2.Le requérant était représenté devant la Commission par Maître Joaquim Pires de Lima, avocat au barreau de Cascais.
3.Le Gouvernement du Portugal était représenté par son agent, M. António Henriques Gaspar, Procureur général adjoint.
4.Le 3 décembre 1997, la Commission européenne des Droits de l'Homme (Deuxième Chambre) a déclaré la requête recevable en tant qu'elle concerne la durée d'une procédure civile. Elle a ensuite entrepris de s'acquitter de la tâche que lui assigne l'article 28 par. 1 de la Convention qui est ainsi libellé :
« Dans le cas où la Commission retient la requête :
a.afin d'établir les faits, elle procède à un examen contradictoire de la requête avec les représentants des parties et, s'il y a lieu, à une enquête pour la conduite efficace de laquelle les Etats intéressés fourniront toutes facilités nécessaires, après échange de vues avec la Commission ;
b.elle se met en même temps à la disposition des intéressés en vue de parvenir à un règlement amiable de l'affaire qui s'inspire du respect des droits de l'homme, tels que les reconnaît la présente Convention. »

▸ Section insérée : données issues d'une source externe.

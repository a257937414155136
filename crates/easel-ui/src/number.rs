//! Integer entry: a text line with step buttons.

use easel_core::*;

use crate::button::IconButton;
use crate::stack::{Stack, hbox};
use crate::style::{INVALID_BORDER, NUMBER_PAD};
use crate::textline::TextLine;

/// Ids of the views [`NumberLine::add_to`] creates.
#[derive(Clone, Copy, Debug, PartialEq, Eq)]
pub struct NumberLineParts {
    pub view: ViewId,
    pub line: ViewId,
    pub up: ViewId,
    pub down: ViewId,
}

impl NumberLineParts {
    /// Replaces the text with `value`, as if it had been typed.
    pub fn set_value<C: Canvas>(&self, surface: &mut Surface<C>, value: i64) -> Result<()> {
        surface.with_view_mut::<TextLine, _>(self.line, |line, cx| {
            line.replace_text(cx, value.to_string())
        })
    }
}

/// A [`TextLine`] holding an integer, followed by up and down
/// [`IconButton`]s that step it by one.
///
/// Every edit that parses as an integer updates the value and fires
/// [`CommandKind::Change`] with [`Payload::Number`] from the number line.
/// Text that does not parse keeps the last value and draws a red border until
/// it is fixed.
pub struct NumberLine {
    stack: Stack,
    value: i64,
    valid: bool,
}

impl Default for NumberLine {
    fn default() -> Self {
        Self {
            stack: hbox().pad(NUMBER_PAD),
            value: 0,
            valid: true,
        }
    }
}

impl NumberLine {
    pub fn add_to<C: Canvas>(surface: &mut Surface<C>, parent: ViewId) -> Result<NumberLineParts> {
        let view = surface.add_child(parent, NumberLine::default())?;
        let line = surface.add_child(view, TextLine::new("0"))?;
        let up = surface.add_child(view, IconButton::new('\u{2191}'))?;
        let down = surface.add_child(view, IconButton::new('\u{2193}'))?;

        surface.on(line, CommandKind::Change, move |cx, ev| {
            let Some(text) = ev.payload.as_text() else { return };
            let parsed = text.trim().parse::<i64>().ok();
            match cx.view_mut::<NumberLine>(view) {
                Ok(number) => {
                    number.valid = parsed.is_some();
                    if let Some(v) = parsed {
                        number.value = v;
                    }
                }
                Err(e) => {
                    log::warn!("number line: {e}");
                    return;
                }
            }
            match parsed {
                Some(v) => cx.fire_from(view, CommandKind::Change, Payload::Number(v as f64)),
                None => log::debug!("not a number: {text:?}"),
            }
        })?;
        surface.on(up, CommandKind::Action, move |cx, _| step(cx, view, line, 1))?;
        surface.on(down, CommandKind::Action, move |cx, _| step(cx, view, line, -1))?;

        Ok(NumberLineParts {
            view,
            line,
            up,
            down,
        })
    }

    pub fn value(&self) -> i64 {
        self.value
    }

    /// Whether the text currently parses as an integer.
    pub fn is_valid(&self) -> bool {
        self.valid
    }
}

fn step(cx: &mut EventCx<'_>, view: ViewId, line: ViewId, by: i64) {
    let Ok(current) = cx.view::<NumberLine>(view).map(NumberLine::value) else {
        return;
    };
    let next = current.saturating_add(by);
    if let Err(e) = cx.with_view_mut::<TextLine, _>(line, |line, cx| {
        line.replace_text(cx, next.to_string())
    }) {
        log::warn!("number line step: {e}");
    }
}

impl View for NumberLine {
    fn layout(&mut self, cx: &mut LayoutCx<'_>, available: Size) -> Size {
        self.stack.layout(cx, available)
    }

    fn draw(&self, cx: &mut DrawCx<'_>) {
        self.stack.draw(cx);
        if !self.valid {
            cx.stroke_background(INVALID_BORDER);
        }
    }

    fn kind(&self) -> &'static str {
        "number-line"
    }
}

5.Ayant constaté que les parties étaient parvenues à un règlement amiable de l'affaire, la Commission (Deuxième Chambre) a adopté le présent rapport le 16 avril 1998 qui, conformément à l'article 28 par. 2 de la Convention, se limite à un bref exposé des faits et de la solution adoptée.
6.Le Rapport a été adopté en présence des membres de la Commission dont les noms suivent :
MM.J.-C. GEUS, Président
M.A. NOWICKI
G. JÖRUNDSSON
A. GÖZÜBÜYÜK
J.-C. SOYER
H. DANELIUS
MmeG.H. THUNE
MM.F. MARTINEZ
J. MUCHA
D. ŠVÁBY
P. LORENZEN
E. BIELIŪNAS
E.A. ALKEMA
A. ARABADJIEV
PARTIE I
EXPOSE DES FAITS
7.Le requérant est un ressortissant brésilien, né en 1923 et résidant à Lisbonne. Commandant de bord à la compagnie aérienne portugaise T.A.P., le requérant est aujourd'hui retraité.
8.Le 24 janvier 1979, le requérant et autres commandants de bord introduisirent devant le tribunal du travail de Lisbonne une action contre la T.A.P. et trois syndicats.
9.La procédure est actuellement pendante devant la Cour suprême.
10.Devant la Commission, le requérant s'est plaint de la durée de la procédure. Il a invoqué l'article 6 par. 1 de la Convention.
PARTIE II
SOLUTION ADOPTEE
11.Après avoir déclaré la requête recevable, la Commission (Deuxième Chambre) s'est mise à la disposition des parties en vue de parvenir à un règlement amiable de l'affaire conformément à l'article 28 par. 1 b) de la Convention et a invité les parties à présenter toutes propositions qu'elles souhaiteraient formuler.
12.Conformément à l'usage, le Secrétaire de Chambre, agissant sur instructions de la Commission, a pris contact avec les parties pour examiner les possibilités de parvenir à un règlement amiable.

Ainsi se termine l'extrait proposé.